The Directive aims at establishing effective, confidential and secure reporting channels and ensuring that persons reporting the breaches of the Union law (“whistleblowers”) are effectively protected. Therefore, it lays down common minimum standards that should provide a high-level protection of whistleblowers in the area of (i) financial services, product safety, transport safety, protection of the environment, food safety, etc.; (ii) breaches affecting the financial interests of the Union and (iii) breaches relating to the internal market, such as competition and state aid rules.

Who are whistleblowers under the Directive?  These are persons who work in private or public sector and who acquired information on a breach of the law in the context of a work-related activity, i.e. all workers in a professional context (employees, self-employed workers, volunteers, unpaid trainees, shareholders and members of supervisory bodies; persons working under the supervision and direction of contractors, subcontractors and suppliers; ex-workers and future workers who acquired relevant information during the recruitment process or pre-contractual negotiations).
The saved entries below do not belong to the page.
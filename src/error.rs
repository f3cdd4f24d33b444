use std::error::Error;
use std::fmt;

use crate::SettingCategory;

/// A protocol code had no matching [`SettingCategory`].
///
/// This usually means the device protocol has evolved ahead of this library.
#[derive(Debug, Clone, Copy, PartialEq, Eq)]
pub struct UnknownCategoryError {
    /// The protocol code that could not be translated.
    pub code: u8,
}
impl Error for UnknownCategoryError {}
impl fmt::Display for UnknownCategoryError {
    fn fmt(&self, f: &mut fmt::Formatter<'_>) -> fmt::Result {
        write!(f, "Failed to translate setting: No setting category has the protocol code {}", self.code)
    }
}

/// A category was present in a capability set but had no supported values.
#[derive(Debug, Clone, Copy, PartialEq, Eq)]
pub struct EmptyCapabilityError {
    /// The category with the empty value set.
    pub category: SettingCategory,
}
impl Error for EmptyCapabilityError {}
impl fmt::Display for EmptyCapabilityError {
    fn fmt(&self, f: &mut fmt::Formatter<'_>) -> fmt::Result {
        write!(
            f,
            "Failed to resolve settings: The capability set has no values for the category {}",
            self.category
        )
    }
}

/// Either error that can occur while translating or resolving settings.
#[derive(Debug, Clone, Copy, PartialEq, Eq)]
pub enum ResolveError {
    UnknownCategory(UnknownCategoryError),
    EmptyCapability(EmptyCapabilityError),
}
impl Error for ResolveError {
    fn source(&self) -> Option<&(dyn Error + 'static)> {
        match self {
            ResolveError::UnknownCategory(e) => Some(e),
            ResolveError::EmptyCapability(e) => Some(e),
        }
    }
}
impl fmt::Display for ResolveError {
    fn fmt(&self, f: &mut fmt::Formatter<'_>) -> fmt::Result {
        match self {
            ResolveError::UnknownCategory(e) => write!(f, "{}", e),
            ResolveError::EmptyCapability(e) => write!(f, "{}", e),
        }
    }
}

impl From<UnknownCategoryError> for ResolveError {
    fn from(e: UnknownCategoryError) -> Self {
        ResolveError::UnknownCategory(e)
    }
}

impl From<EmptyCapabilityError> for ResolveError {
    fn from(e: EmptyCapabilityError) -> Self {
        ResolveError::EmptyCapability(e)
    }
}

#[cfg(test)]
mod tests {
    use super::*;

    #[test]
    fn messages_name_the_offending_input() {
        assert_eq!(
            UnknownCategoryError { code: 99 }.to_string(),
            "Failed to translate setting: No setting category has the protocol code 99"
        );
        assert_eq!(
            EmptyCapabilityError { category: SettingCategory::Range }.to_string(),
            "Failed to resolve settings: The capability set has no values for the category range"
        );
    }

    #[test]
    fn resolve_error_wraps_both_kinds() {
        let e: ResolveError = UnknownCategoryError { code: 7 }.into();
        assert!(matches!(e, ResolveError::UnknownCategory(UnknownCategoryError { code: 7 })));
        assert!(e.source().is_some());

        let e: ResolveError = EmptyCapabilityError { category: SettingCategory::Channels }.into();
        assert_eq!(e.to_string(), EmptyCapabilityError { category: SettingCategory::Channels }.to_string());
    }
}
//! Resolve sensor measurement settings from the capabilities a device reports.
//!
//! A device reports a [`CapabilitySet`] (every value it supports per
//! [`SettingCategory`]) keyed by protocol codes. This crate translates that
//! report, selects maxima, and builds the [`ResolvedSettings`] that are handed
//! back to the device. Every operation is a pure function over its inputs.

mod builder;
mod category;
mod protocol;
mod settings;

pub mod error;
pub mod error_behavior;

pub use builder::SettingsBuilder;
pub use category::SettingCategory;
pub use error_behavior::{ErrorBehavior, UnknownCategoryBehavior};
pub use protocol::*;
pub use settings::*;
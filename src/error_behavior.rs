/// Flags passed into [`from_protocol_capabilities_with()`] that describe how
/// to respond to certain problems in a device's capability report.
///
/// [`from_protocol_capabilities_with()`]: crate::from_protocol_capabilities_with
#[derive(Default, Debug, Clone, PartialEq, Eq)]
#[cfg_attr(feature = "serde-config", derive(serde::Serialize, serde::Deserialize))]
pub struct ErrorBehavior {
    pub unknown_category: UnknownCategoryBehavior,
}

#[derive(Debug, Clone, Copy, PartialEq, Eq)]
#[cfg_attr(feature = "serde-config", derive(serde::Serialize, serde::Deserialize))]
pub enum UnknownCategoryBehavior {
    /// Stop translating the report and return an error.
    ///
    /// This is the default behavior.
    ReturnWithError,

    /// Skip every protocol code this library does not know about and
    /// keep the rest of the report.
    Ignore,
}

impl Default for UnknownCategoryBehavior {
    fn default() -> Self {
        UnknownCategoryBehavior::ReturnWithError
    }
}
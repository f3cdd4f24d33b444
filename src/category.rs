use std::fmt;

use crate::error::UnknownCategoryError;

/// One dimension of a sensor measurement configuration.
///
/// Every category has a fixed protocol code (see [`SettingCategory::code`]).
/// These codes are shared with the device protocol and must never change.
#[derive(Debug, Clone, Copy, PartialEq, Eq, PartialOrd, Ord, Hash)]
#[cfg_attr(feature = "serde-config", derive(serde::Serialize, serde::Deserialize))]
#[cfg_attr(feature = "serde-config", serde(rename_all = "snake_case"))]
pub enum SettingCategory {
    /// Sample rate in Hz
    SampleRate,

    /// Resolution in bits
    Resolution,

    /// Measurement range
    Range,

    /// Measurement range in milliunits
    ///
    /// A device reports every supported range from min to max.
    RangeMilliunit,

    /// Amount of channels
    Channels,
}

impl SettingCategory {
    /// Every category, ordered by protocol code.
    pub const ALL: [SettingCategory; 5] = [
        SettingCategory::SampleRate,
        SettingCategory::Resolution,
        SettingCategory::Range,
        SettingCategory::RangeMilliunit,
        SettingCategory::Channels,
    ];

    /// The protocol code of this category.
    pub fn code(&self) -> u8 {
        match self {
            SettingCategory::SampleRate => 0,
            SettingCategory::Resolution => 1,
            SettingCategory::Range => 2,
            SettingCategory::RangeMilliunit => 3,
            SettingCategory::Channels => 4,
        }
    }

    /// The category for the given protocol code.
    ///
    /// This will be `None` if the code is not known to this library (the
    /// device protocol is newer than this crate).
    pub fn from_code(code: u8) -> Option<SettingCategory> {
        match code {
            0 => Some(SettingCategory::SampleRate),
            1 => Some(SettingCategory::Resolution),
            2 => Some(SettingCategory::Range),
            3 => Some(SettingCategory::RangeMilliunit),
            4 => Some(SettingCategory::Channels),
            _ => None,
        }
    }

    /// Label used in logs and error messages.
    pub fn as_str(&self) -> &'static str {
        match self {
            SettingCategory::SampleRate => "sample_rate",
            SettingCategory::Resolution => "resolution",
            SettingCategory::Range => "range",
            SettingCategory::RangeMilliunit => "range_milliunit",
            SettingCategory::Channels => "channels",
        }
    }

    /// The unit the values of this category are expressed in.
    pub fn unit(&self) -> &'static str {
        match self {
            SettingCategory::SampleRate => "Hz",
            SettingCategory::Resolution => "bits",
            SettingCategory::Range => "unit",
            SettingCategory::RangeMilliunit => "milliunit",
            SettingCategory::Channels => "channels",
        }
    }
}

impl fmt::Display for SettingCategory {
    fn fmt(&self, f: &mut fmt::Formatter<'_>) -> fmt::Result {
        f.write_str(self.as_str())
    }
}

impl TryFrom<u8> for SettingCategory {
    type Error = UnknownCategoryError;

    fn try_from(code: u8) -> Result<Self, Self::Error> {
        SettingCategory::from_code(code).ok_or(UnknownCategoryError { code })
    }
}

impl From<SettingCategory> for u8 {
    fn from(category: SettingCategory) -> Self {
        category.code()
    }
}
The Directive establishes three systems for reporting a breach of law:

  • Internal reporting channels– the establishment of an internal reporting system is required for all private legal entities employing at least 50 workers and all public legal entities, whereas Member States may exempt public legal entities with less than 50 employees or municipalities with less than 10.000 inhabitants from this obligation. In each case, the procedures for internal reporting and for follow-up needs to be of such nature that channels for receiving the reports operate in a secure manner and protect the confidentiality of the identity of whistleblower and any third party mentioned in the report. A receipt of the report must be acknowledged and the feedback provided in a reasonable timeframe.
  • External reporting channels– Member States should designate the authorities competent to receive reports through independent and autonomous external reporting channels, acknowledge the receipt and provide feedback within a reasonable timeframe.
  • Public disclosure– a whistleblower can publicly disclose a relevant information and be protected under the Directive only when the breach was reported internally or externally and no appropriate action was taken in à specified timeframe, or when the whistleblower has reasonable grounds to believe that the breach constitutes an imminent or manifest danger to the public interest or, in case of external reporting, if there is a risk of retaliation or a low prospect of the breach being addressed effectively.

What protection is envisaged for whistleblowers? According to Article 6 of the Directive, a whistleblower qualifies for the protection if he/she (i) has reasonable grounds to believe that the information regarding a breach was true at the time of reporting and that such information is covered by the Directive and (ii) he/she has reported a breach either internally or externally or has made a public disclosure.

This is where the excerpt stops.